Marion Starkey and her “slave voodoo” assertion would have done well to review this testimony. Though Tituba is being figured as other in the course of this testimony, as someone who belongs to another country, Tituba is confessing here to practicing English witchcraft, which she learned only upon her arrival in New England.

9
.
The Proctors, John and Elizabeth, lionized in
The Crucible
, whose servant Mary Warren would shortly join the ranks of the afflicted, and who later would be accused themselves.

10
.
Another shift in point of view as Jonathan Corwin slips into his own voice to describe the behavior of the afflicted girls while Tituba is talking.

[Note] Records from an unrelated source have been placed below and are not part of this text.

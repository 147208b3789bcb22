//!
//! # In memory remotes
//!
//! Broker and connect runtime kept in process. They apply the same rules the
//! real remotes enforce for the operations the control plane issues.
//!
use std::collections::{BTreeMap, BTreeSet, HashMap};
use std::sync::atomic::{AtomicUsize, Ordering};
use std::time::Duration;

use async_lock::RwLock;
use async_trait::async_trait;
use tracing::debug;

use fluvio_future::timer::sleep;

use kns_metadata::command::ConnectorAction;
use kns_metadata::connector::{ConnectorState, ConnectorStatus, TaskStatus};
use kns_metadata::topic::TopicSpec;
use kns_metadata::validator::invalid_value;
use kns_types::defaults::CONNECTOR_CLASS_KEY;
use kns_types::{Offset, PartitionCount, PartitionId};

use crate::RemoteError;
use super::{AclBinding, BrokerAdmin, ConnectClient, ConnectorInfo, TopicDescription};

#[derive(Debug, Clone)]
struct MemoryTopic {
    description: TopicDescription,
    /// (low water mark, latest offset) per partition
    offsets: BTreeMap<PartitionId, (Offset, Offset)>,
}

#[derive(Debug)]
pub struct MemoryBrokerAdmin {
    broker_count: i32,
    topics: RwLock<BTreeMap<String, MemoryTopic>>,
    acls: RwLock<BTreeSet<AclBinding>>,
    failures: RwLock<HashMap<String, RemoteError>>,
    delay: RwLock<Option<Duration>>,
    writes: AtomicUsize,
}

impl MemoryBrokerAdmin {
    pub fn new(broker_count: i32) -> Self {
        Self {
            broker_count,
            topics: RwLock::new(BTreeMap::new()),
            acls: RwLock::new(BTreeSet::new()),
            failures: RwLock::new(HashMap::new()),
            delay: RwLock::new(None),
            writes: AtomicUsize::new(0),
        }
    }

    /// topic created behind the control plane back
    pub async fn insert_topic(&self, name: &str, spec: TopicSpec) {
        let topic = Self::topic(name, &spec);
        self.topics.write().await.insert(name.to_owned(), topic);
    }

    pub async fn topic_description(&self, name: &str) -> Option<TopicDescription> {
        self.topics
            .read()
            .await
            .get(name)
            .map(|topic| topic.description.clone())
    }

    /// pretend records were produced
    pub async fn produce(&self, name: &str, partition: PartitionId, records: Offset) {
        if let Some(topic) = self.topics.write().await.get_mut(name) {
            if let Some((_, latest)) = topic.offsets.get_mut(&partition) {
                *latest += records;
            }
        }
    }

    pub async fn acls(&self) -> BTreeSet<AclBinding> {
        self.acls.read().await.clone()
    }

    /// every write on `name` fails with `error` until cleared
    pub async fn fail_on(&self, name: &str, error: RemoteError) {
        self.failures.write().await.insert(name.to_owned(), error);
    }

    pub async fn clear_failures(&self) {
        self.failures.write().await.clear();
    }

    /// slow down every call
    pub async fn set_delay(&self, delay: Option<Duration>) {
        *self.delay.write().await = delay;
    }

    /// number of writes actually applied
    pub fn writes(&self) -> usize {
        self.writes.load(Ordering::SeqCst)
    }

    fn topic(name: &str, spec: &TopicSpec) -> MemoryTopic {
        MemoryTopic {
            description: TopicDescription {
                name: name.to_owned(),
                partitions: spec.partitions,
                replication_factor: spec.replication_factor,
                configs: spec.configs.clone(),
                internal: name.starts_with("__"),
            },
            offsets: (0..spec.partitions).map(|p| (p, (0, 0))).collect(),
        }
    }

    async fn before_call(&self, name: &str) -> Result<(), RemoteError> {
        let delay = *self.delay.read().await;
        if let Some(delay) = delay {
            sleep(delay).await;
        }
        match self.failures.read().await.get(name) {
            Some(error) => Err(error.clone()),
            None => Ok(()),
        }
    }

    fn check_spec(&self, spec: &TopicSpec) -> Result<(), RemoteError> {
        if spec.replication_factor < 1 || spec.replication_factor > self.broker_count {
            return Err(RemoteError::broker(
                "INVALID_REPLICATION_FACTOR",
                format!(
                    "Replication factor: {} larger than available brokers: {}.",
                    spec.replication_factor, self.broker_count
                ),
            ));
        }
        if spec.partitions < 1 {
            return Err(RemoteError::broker(
                "INVALID_PARTITIONS",
                "Number of partitions must be larger than 0.",
            ));
        }
        Self::check_configs(&spec.configs)
    }

    fn check_configs(configs: &BTreeMap<String, String>) -> Result<(), RemoteError> {
        for (key, value) in configs {
            if key.ends_with(".ms") && value.parse::<i64>().is_err() {
                return Err(RemoteError::broker(
                    "INVALID_CONFIG",
                    format!("Invalid value {value} for configuration {key}: Not a number of type LONG"),
                ));
            }
        }
        Ok(())
    }

    fn unknown_topic(name: &str) -> RemoteError {
        RemoteError::broker(
            "UNKNOWN_TOPIC_OR_PARTITION",
            format!("This server does not host this topic-partition: {name}"),
        )
    }
}

#[async_trait]
impl BrokerAdmin for MemoryBrokerAdmin {
    async fn describe_topics(&self) -> Result<Vec<TopicDescription>, RemoteError> {
        self.before_call("").await?;
        Ok(self
            .topics
            .read()
            .await
            .values()
            .map(|topic| topic.description.clone())
            .collect())
    }

    async fn create_topic(
        &self,
        name: &str,
        spec: &TopicSpec,
        validate_only: bool,
    ) -> Result<(), RemoteError> {
        self.before_call(name).await?;
        self.check_spec(spec)?;
        let mut topics = self.topics.write().await;
        if topics.contains_key(name) {
            return Err(RemoteError::broker(
                "TOPIC_ALREADY_EXISTS",
                format!("Topic '{name}' already exists."),
            ));
        }
        if !validate_only {
            debug!(name, "memory broker: create topic");
            topics.insert(name.to_owned(), Self::topic(name, spec));
            self.writes.fetch_add(1, Ordering::SeqCst);
        }
        Ok(())
    }

    async fn alter_topic_config(
        &self,
        name: &str,
        configs: &BTreeMap<String, String>,
        validate_only: bool,
    ) -> Result<(), RemoteError> {
        self.before_call(name).await?;
        Self::check_configs(configs)?;
        let mut topics = self.topics.write().await;
        let topic = topics.get_mut(name).ok_or_else(|| Self::unknown_topic(name))?;
        if !validate_only {
            topic.description.configs = configs.clone();
            self.writes.fetch_add(1, Ordering::SeqCst);
        }
        Ok(())
    }

    async fn create_partitions(&self, name: &str, total: PartitionCount) -> Result<(), RemoteError> {
        self.before_call(name).await?;
        let mut topics = self.topics.write().await;
        let topic = topics.get_mut(name).ok_or_else(|| Self::unknown_topic(name))?;
        let current = topic.description.partitions;
        if total <= current {
            return Err(RemoteError::broker(
                "INVALID_PARTITIONS",
                format!("Topic currently has {current} partitions, which is higher than the requested {total}."),
            ));
        }
        for partition in current..total {
            topic.offsets.insert(partition, (0, 0));
        }
        topic.description.partitions = total;
        self.writes.fetch_add(1, Ordering::SeqCst);
        Ok(())
    }

    async fn delete_topic(&self, name: &str) -> Result<(), RemoteError> {
        self.before_call(name).await?;
        match self.topics.write().await.remove(name) {
            Some(_) => {
                self.writes.fetch_add(1, Ordering::SeqCst);
                Ok(())
            }
            None => Err(Self::unknown_topic(name)),
        }
    }

    async fn list_offsets(&self, name: &str) -> Result<BTreeMap<PartitionId, Offset>, RemoteError> {
        self.before_call("").await?;
        let topics = self.topics.read().await;
        let topic = topics.get(name).ok_or_else(|| Self::unknown_topic(name))?;
        Ok(topic
            .offsets
            .iter()
            .map(|(partition, (_, latest))| (*partition, *latest))
            .collect())
    }

    async fn delete_records(
        &self,
        name: &str,
        offsets: &BTreeMap<PartitionId, Offset>,
    ) -> Result<BTreeMap<PartitionId, Offset>, RemoteError> {
        self.before_call(name).await?;
        let mut topics = self.topics.write().await;
        let topic = topics.get_mut(name).ok_or_else(|| Self::unknown_topic(name))?;
        let mut low_water_marks = BTreeMap::new();
        for (partition, offset) in offsets {
            let (low, latest) = topic
                .offsets
                .get_mut(partition)
                .ok_or_else(|| Self::unknown_topic(name))?;
            if *offset > *latest {
                return Err(RemoteError::broker(
                    "OFFSET_OUT_OF_RANGE",
                    format!("Offset {offset} is past the end of partition {partition}"),
                ));
            }
            *low = (*low).max(*offset);
            low_water_marks.insert(*partition, *low);
        }
        self.writes.fetch_add(1, Ordering::SeqCst);
        Ok(low_water_marks)
    }

    async fn describe_acls(&self) -> Result<Vec<AclBinding>, RemoteError> {
        self.before_call("").await?;
        Ok(self.acls.read().await.iter().cloned().collect())
    }

    async fn create_acls(&self, bindings: &[AclBinding]) -> Result<(), RemoteError> {
        self.before_call("").await?;
        let mut acls = self.acls.write().await;
        acls.extend(bindings.iter().cloned());
        self.writes.fetch_add(1, Ordering::SeqCst);
        Ok(())
    }
}

#[derive(Debug, Default)]
pub struct MemoryConnectClient {
    connectors: RwLock<BTreeMap<String, ConnectorInfo>>,
    /// config key => error reported by validation
    rejections: RwLock<BTreeMap<String, String>>,
    failures: RwLock<BTreeMap<String, RemoteError>>,
    writes: AtomicUsize,
}

impl MemoryConnectClient {
    pub fn new() -> Self {
        Self::default()
    }

    /// connector deployed behind the control plane back
    pub async fn insert_connector(&self, name: &str, config: BTreeMap<String, String>) {
        let info = Self::running(name, config);
        self.connectors.write().await.insert(name.to_owned(), info);
    }

    pub async fn get(&self, name: &str) -> Option<ConnectorInfo> {
        self.connectors.read().await.get(name).cloned()
    }

    pub async fn reject_key(&self, key: &str, error: &str) {
        self.rejections
            .write()
            .await
            .insert(key.to_owned(), error.to_owned());
    }

    /// reading connector `name` fails with `error` until cleared
    pub async fn fail_on(&self, name: &str, error: RemoteError) {
        self.failures.write().await.insert(name.to_owned(), error);
    }

    pub async fn clear_failures(&self) {
        self.failures.write().await.clear();
    }

    pub fn writes(&self) -> usize {
        self.writes.load(Ordering::SeqCst)
    }

    fn running(name: &str, mut config: BTreeMap<String, String>) -> ConnectorInfo {
        config.insert("name".to_owned(), name.to_owned());
        ConnectorInfo {
            name: name.to_owned(),
            config,
            status: ConnectorStatus {
                state: ConnectorState::Running,
                worker_id: "memory:8083".to_owned(),
                tasks: vec![TaskStatus {
                    id: 0,
                    state: ConnectorState::Running,
                    worker_id: "memory:8083".to_owned(),
                    trace: None,
                }],
                ..Default::default()
            },
        }
    }

    fn not_found(name: &str) -> RemoteError {
        RemoteError::Http {
            status: 404,
            message: format!("Connector {name} not found"),
        }
    }
}

#[async_trait]
impl ConnectClient for MemoryConnectClient {
    async fn list_connectors(&self) -> Result<Vec<String>, RemoteError> {
        Ok(self.connectors.read().await.keys().cloned().collect())
    }

    async fn connector(&self, name: &str) -> Result<Option<ConnectorInfo>, RemoteError> {
        if let Some(error) = self.failures.read().await.get(name) {
            return Err(error.clone());
        }
        Ok(self.get(name).await)
    }

    async fn put_connector(
        &self,
        name: &str,
        config: &BTreeMap<String, String>,
    ) -> Result<(), RemoteError> {
        if !config.contains_key(CONNECTOR_CLASS_KEY) {
            return Err(RemoteError::Http {
                status: 400,
                message: format!("Connector config {config:?} contains no connector type"),
            });
        }
        let info = Self::running(name, config.clone());
        self.connectors.write().await.insert(name.to_owned(), info);
        self.writes.fetch_add(1, Ordering::SeqCst);
        Ok(())
    }

    async fn delete_connector(&self, name: &str) -> Result<(), RemoteError> {
        match self.connectors.write().await.remove(name) {
            Some(_) => {
                self.writes.fetch_add(1, Ordering::SeqCst);
                Ok(())
            }
            None => Err(Self::not_found(name)),
        }
    }

    async fn change_state(&self, name: &str, action: ConnectorAction) -> Result<u16, RemoteError> {
        let mut connectors = self.connectors.write().await;
        let info = connectors.get_mut(name).ok_or_else(|| Self::not_found(name))?;
        let state = match action {
            ConnectorAction::Pause => ConnectorState::Paused,
            ConnectorAction::Resume | ConnectorAction::Restart => ConnectorState::Running,
        };
        info.status.state = state;
        for task in info.status.tasks.iter_mut() {
            task.state = state;
        }
        Ok(match action {
            ConnectorAction::Restart => 204,
            _ => 202,
        })
    }

    async fn validate(
        &self,
        _class: &str,
        config: &BTreeMap<String, String>,
    ) -> Result<Vec<String>, RemoteError> {
        let rejections = self.rejections.read().await;
        Ok(config
            .iter()
            .filter_map(|(key, value)| {
                rejections
                    .get(key)
                    .map(|error| invalid_value(value, key, error))
            })
            .collect())
    }
}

Tituba is asked who is hurting them, and she accuses Sarah Good, which the children confirm.

11
.
Transcribed from an image of the original document in the University of Virginia’s online Salem Witch Trials Documentary Archive and Transcription Project. http://salem.lib.virginia.edu/archives/NYPL/ LARGE/NYPL04A.jpg.

12
.
The two examinations taken down by Jonathan Corwin occur one day apart. The first will strike a reader as largely similar, with only a few shifts in descriptive detail, to the foregoing account by court reporter Ezekiel Cheever. Many of the examinations were recorded simultaneously by different people, usually Cheever or Samuel Parris himself. The difference between the two examinations transcribed by Corwin will at first appear subtle, but on closer examination the substance of Tituba’s confession, and the opening that it creates for a conspiracy, will become clear. Jonathan Corwin’s house is still standing, and is operated as a museum in Salem. Called the Witch House, even though no accused witches lived there, Corwin’s house is the only extant physical structure in modern-day Salem with a legitimate tie to the witch trials.

13
.
Tituba’s seeming pining for fine things is a poignant detail. One is reminded of Reginald Scot’s complaint that too many of the people accused as witches, whom one would expect to have bartered away their souls in exchange for fine things and ease from labor, are instead impoverished people with nothing to show for their supposed diabolical covenant.